Knowledge on the differences in immunogenicity and reactogenicity of homologous and heterologous vaccine combinations is of increasing importance for clinical practice. First, mixing different vaccine principles in heterologous vaccination regimens is already implemented for regular COVID-19 vaccination procedures in many countries due to the frequent occurrence of rare, but serious adverse events after ChAdOx-priming29, 30. Moreover, vaccine shortage in many countries may necessitate the use of heterologous combinations to ensure broad vaccine coverage. Finally, serial use of heterologous combinations of different vaccines is of increasing importance to optimize immunogenicity of single dose or poorly immunogenic homologous regimens.
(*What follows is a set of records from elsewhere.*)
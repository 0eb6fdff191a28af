// Copyright 2025-present Harīṣh Tummalachērla
// SPDX-License-Identifier: Apache-2.0

//! Variant generation on arbitrary patterns.
//!
//! Dictionaries come from users, so patterns can hold anything: combining
//! marks, letters whose lowercase form is longer, lone punctuation. Every
//! strategy has to stay total, and the generated set has to keep its shape.

#![no_main]

use arbitrary::Arbitrary;
use libfuzzer_sys::fuzz_target;
use fuzztrie::variants::nysiis;
use fuzztrie::{VariantGenerator, VariantOptions};

#[derive(Debug, Arbitrary)]
struct Input {
    pattern: String,
    transpositions: bool,
    deletions: bool,
    duplications: bool,
    phonetic: bool,
    strip_vowels: bool,
    abbreviations: bool,
}

fuzz_target!(|input: Input| {
    let options = VariantOptions {
        transpositions: input.transpositions,
        deletions: input.deletions,
        duplications: input.duplications,
        phonetic: input.phonetic,
        strip_vowels: input.strip_vowels,
        abbreviations: input.abbreviations,
    };
    let variants = VariantGenerator::new(options).generate(&input.pattern);

    let pattern = input.pattern.to_lowercase();
    if pattern.chars().count() > 1 {
        assert!(variants.contains(&pattern), "identity missing for {:?}", pattern);
    }
    for variant in &variants {
        assert!(variant.chars().count() > 1, "short variant {:?}", variant);
    }

    let key = nysiis(&input.pattern);
    assert!(key.bytes().all(|b| b.is_ascii_uppercase()), "bad key {:?}", key);
});
//! Property tests for variant generation.
//!
//! For a pattern of n characters:
//! 1. Transposition yields n-1 strings, deletion and duplication n each
//! 2. The identity is always a variant (when longer than one character)
//! 3. No variant is one character or shorter
//! 4. Output is lowercase and deterministic

use proptest::prelude::*;

use fuzztrie::variants::{deletions, duplications, strip_vowels, transpositions};
use fuzztrie::{VariantGenerator, VariantOptions};

// ============================================================================
// STRATEGIES
// ============================================================================

fn word_strategy() -> impl Strategy<Value = String> {
    prop::string::string_regex("[a-z]{2,12}").unwrap()
}

/// Mixed case, spaces and punctuation.
fn phrase_strategy() -> impl Strategy<Value = String> {
    prop::string::string_regex("[A-Za-z][A-Za-z .'-]{0,20}").unwrap()
}

fn options_strategy() -> impl Strategy<Value = VariantOptions> {
    any::<[bool; 6]>().prop_map(|b| VariantOptions {
        transpositions: b[0],
        deletions: b[1],
        duplications: b[2],
        phonetic: b[3],
        strip_vowels: b[4],
        abbreviations: b[5],
    })
}

// ============================================================================
// STRATEGY COUNTS
// ============================================================================

proptest! {
    #[test]
    fn prop_edit_counts(word in word_strategy()) {
        let chars: Vec<char> = word.chars().collect();
        let n = chars.len();
        prop_assert_eq!(transpositions(&chars).len(), n - 1);
        prop_assert_eq!(deletions(&chars).len(), n);
        prop_assert_eq!(duplications(&chars).len(), n);
    }

    #[test]
    fn prop_edit_lengths(word in word_strategy()) {
        let chars: Vec<char> = word.chars().collect();
        let n = chars.len();
        for t in transpositions(&chars) {
            prop_assert_eq!(t.chars().count(), n);
        }
        for d in deletions(&chars) {
            prop_assert_eq!(d.chars().count(), n - 1);
        }
        for d in duplications(&chars) {
            prop_assert_eq!(d.chars().count(), n + 1);
        }
    }

    #[test]
    fn prop_strip_vowels_leaves_no_vowels(word in phrase_strategy()) {
        let stripped = strip_vowels(&word);
        prop_assert!(!stripped.chars().any(|c| "aeiouAEIOU".contains(c)));
    }
}

// ============================================================================
// GENERATED SET
// ============================================================================

proptest! {
    #[test]
    fn prop_identity_present(word in phrase_strategy(), options in options_strategy()) {
        let pattern = word.to_lowercase();
        let variants = VariantGenerator::new(options).generate(&word);
        if pattern.chars().count() > 1 {
            prop_assert!(variants.contains(&pattern));
        }
    }

    #[test]
    fn prop_nothing_too_short(word in phrase_strategy(), options in options_strategy()) {
        for variant in VariantGenerator::new(options).generate(&word) {
            prop_assert!(variant.chars().count() >= 2, "{:?}", variant);
        }
    }

    #[test]
    fn prop_lowercase_output(word in phrase_strategy()) {
        for variant in VariantGenerator::default().generate(&word) {
            prop_assert_eq!(variant.to_lowercase(), variant);
        }
    }

    #[test]
    fn prop_case_insensitive_input(word in phrase_strategy()) {
        let generator = VariantGenerator::default();
        prop_assert_eq!(
            generator.generate(&word),
            generator.generate(&word.to_uppercase())
        );
    }

    #[test]
    fn prop_more_strategies_never_fewer_variants(word in word_strategy()) {
        let exact = VariantGenerator::new(VariantOptions::exact_only()).generate(&word);
        let all = VariantGenerator::default().generate(&word);
        prop_assert!(exact.is_subset(&all));
    }
}
// Copyright 2025-present Harīṣh Tummalachērla
// SPDX-License-Identifier: Apache-2.0

//! Byte classification: vowel, consonant, or neither.
//!
//! Every other component asks the same question many times per input byte:
//! is this a letter, and which kind? A 256-entry table answers in one load.
//! The table is a `const`, so there is no runtime initialization step and no
//! global mutation; callers borrow [`CLASSIFIER`] or build their own with
//! [`Classifier::ascii`].
//!
//! `y` counts as a vowel. Anything outside ASCII letters (digits, punctuation,
//! whitespace, UTF-8 continuation bytes) is [`CharClass::Neither`].

/// Letter class of a single byte.
#[derive(Debug, Clone, Copy, PartialEq, Eq, Hash)]
pub enum CharClass {
    Vowel,
    Consonant,
    Neither,
}

/// Lookup table mapping every byte value to its [`CharClass`].
#[derive(Debug, Clone)]
pub struct Classifier {
    table: [CharClass; 256],
}

const VOWELS: &[u8] = b"aeiouy";

/// Process-wide ASCII classifier, built at compile time.
pub static CLASSIFIER: Classifier = Classifier::ascii();

impl Classifier {
    /// Build the ASCII table: `aeiouy` (either case) are vowels, other ASCII
    /// letters consonants.
    pub const fn ascii() -> Self {
        let mut table = [CharClass::Neither; 256];
        let mut b = 0usize;
        while b < 256 {
            let byte = b as u8;
            if byte.is_ascii_alphabetic() {
                let lower = byte.to_ascii_lowercase();
                let mut is_vowel = false;
                let mut v = 0;
                while v < VOWELS.len() {
                    if VOWELS[v] == lower {
                        is_vowel = true;
                    }
                    v += 1;
                }
                table[b] = if is_vowel {
                    CharClass::Vowel
                } else {
                    CharClass::Consonant
                };
            }
            b += 1;
        }
        Self { table }
    }

    #[inline]
    pub fn classify(&self, byte: u8) -> CharClass {
        self.table[byte as usize]
    }

    /// Classify a `char`. Non-ASCII characters are always `Neither`.
    #[inline]
    pub fn classify_char(&self, c: char) -> CharClass {
        if c.is_ascii() {
            self.classify(c as u8)
        } else {
            CharClass::Neither
        }
    }

    #[inline]
    pub fn is_vowel(&self, byte: u8) -> bool {
        self.classify(byte) == CharClass::Vowel
    }

    #[inline]
    pub fn is_consonant(&self, byte: u8) -> bool {
        self.classify(byte) == CharClass::Consonant
    }

    /// Vowel or consonant. Letter runs, and therefore anchors, are built from these.
    #[inline]
    pub fn is_letter(&self, byte: u8) -> bool {
        self.classify(byte) != CharClass::Neither
    }
}

impl Default for Classifier {
    fn default() -> Self {
        Self::ascii()
    }
}
// Copyright 2025-present Harīṣh Tummalachērla
// SPDX-License-Identifier: Apache-2.0

//! Matcher configuration.
//!
//! Every field has a default, so a config file only names what it changes:
//!
//! ```json
//! {
//!   "variants": { "abbreviations": true, "phonetic": false },
//!   "policy": "report-all",
//!   "format": "words",
//!   "parallel": true,
//!   "shard_size": 65536
//! }
//! ```
//!
//! Command-line flags are applied on top of the file.

use std::fs;
use std::path::Path;

use serde::{Deserialize, Serialize};

use crate::dictionary::DictionaryFormat;
use crate::error::{Error, Result};
use crate::report::AmbiguityPolicy;
use crate::variants::VariantOptions;

/// Bytes per scan shard when none is configured.
pub const DEFAULT_SHARD_SIZE: usize = 1 << 20;

#[derive(Debug, Clone, PartialEq, Eq, Serialize, Deserialize)]
#[serde(default, deny_unknown_fields)]
pub struct Config {
    pub variants: VariantOptions,
    pub policy: AmbiguityPolicy,
    pub format: DictionaryFormat,
    /// Build and scan with rayon (ignored without the `parallel` feature).
    pub parallel: bool,
    pub shard_size: usize,
}

impl Default for Config {
    fn default() -> Self {
        Self {
            variants: VariantOptions::default(),
            policy: AmbiguityPolicy::default(),
            format: DictionaryFormat::default(),
            parallel: false,
            shard_size: DEFAULT_SHARD_SIZE,
        }
    }
}

impl Config {
    pub fn from_json(text: &str) -> serde_json::Result<Self> {
        serde_json::from_str(text)
    }

    pub fn load(path: impl AsRef<Path>) -> Result<Self> {
        let path = path.as_ref();
        let text = fs::read_to_string(path).map_err(|source| Error::ConfigRead {
            path: path.to_path_buf(),
            source,
        })?;
        Self::from_json(&text).map_err(|source| Error::Config {
            path: path.to_path_buf(),
            source,
        })
    }
}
As illustrated by the favorable immunogenicity of heterologous regimens in solid organ transplant recipients15, this is of particular relevance for immunocompromised patients who exhibit a severely impaired immunogenicity after regular homologous vaccination; as reactogenicity is less of a concern in immunocompromised patients15, mix-and-match regimens may offer the most favorable risk-benefit ratio for this population. Finally, as with other widely used vaccines, deviation from homologous series may become common practice for booster vaccinations after waning of vaccine-induced protection.